While some scour the beach for booty from the YM Efficiency the rest of us are focused on the clean up at Jimmys Beach, Rocky Point, Fingal Head and Shoal Bay

Keith Green.
Keith Green.

I was at Boat Harbour on Saturday morning for the Coastal Habitat Awareness Program cleanup that OCCI (Ocean and Coastal Care Initiatives) conducts once a year, organised well before the YM Efficiency lost more than 80 shipping containers in rough seas.

Despite the unpleasant conditions we found a surprising amount of rubbish, of the kind we had prepared for. One thing that was seen over and over was the micro plastic being deposited on the beach with every wave. I do apologise for pointing this out to our hardy participants, as now every beach walk is spoiled by seeing this micro plastic rubbish. The collected rubbish was then inspected, sorted and then recorded on the Tangaroa Blue data base.

This year we had somewhat of an audience, only they weren’t there to watch us, they were hopeful for something else. Whilst at the beach and the car park I was asked by many people if anything of value had washed ashore.

One man spoke of children's toys and had come over from Raymond Terrace hoping to find treasure of sorts. And on all accounts there were many more interested in finding something precious to take home.

But the real hero's of this story are those who see all the washed up items as pollution. From the time it started to arrive on the beaches Port Stephens residents have been concerned about our coast line and beaches. Some took action and started collecting what had washed up.

Sunday arrived with more being washed up and a big effort was made on the most affected beaches. I believe a big thank you should be made, in a public announcement, to all who braved the elements and collected all the stuff they could.

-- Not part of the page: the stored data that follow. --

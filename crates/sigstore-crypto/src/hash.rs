//! Digest helpers

use crate::error::{Error, Result};
use aws_lc_rs::digest;
use sigstore_types::{HashAlgorithm, Sha256Hash};
use subtle::ConstantTimeEq;

/// SHA-256 of `data`
pub fn sha256(data: &[u8]) -> Sha256Hash {
    let d = digest::digest(&digest::SHA256, data);
    let mut out = [0u8; 32];
    out.copy_from_slice(d.as_ref());
    Sha256Hash::from_bytes(out)
}

/// Digest `data` with the named algorithm
pub fn digest(algorithm: HashAlgorithm, data: &[u8]) -> Result<Vec<u8>> {
    let alg = match algorithm {
        HashAlgorithm::Sha2_256 => &digest::SHA256,
        HashAlgorithm::Sha2_384 => &digest::SHA384,
        HashAlgorithm::Sha2_512 => &digest::SHA512,
        HashAlgorithm::Sha3_256 => &digest::SHA3_256,
        HashAlgorithm::Sha3_384 => &digest::SHA3_384,
        HashAlgorithm::Unspecified => {
            return Err(Error::UnsupportedAlgorithm(
                "unspecified hash algorithm".to_string(),
            ))
        }
    };
    Ok(digest::digest(alg, data).as_ref().to_vec())
}

/// Compare two byte strings without leaking the position of the first difference
pub fn constant_time_eq(a: &[u8], b: &[u8]) -> bool {
    a.len() == b.len() && bool::from(a.ct_eq(b))
}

Monday’s news is that our government has started reacting and things sound like we are getting action. Yet-to-be-named contractors have been tasked by the shipping company’s insurer to carry out the cleanup. Estimates are three or more months. That's a big mess. Will they be able to get it all? What about our wild life?

We may never be rid of all these things deposited on our shore line. One thing is for sure, there are many willing to go out and remove it and keep out little paradise as unspoiled as possible.

And on cleanups, this Saturday, June 9, there will be a cleanup along Marsh Road starting at 10am. Register at the Salt Ash end. This is to clean up the mangroves so wear gum boots.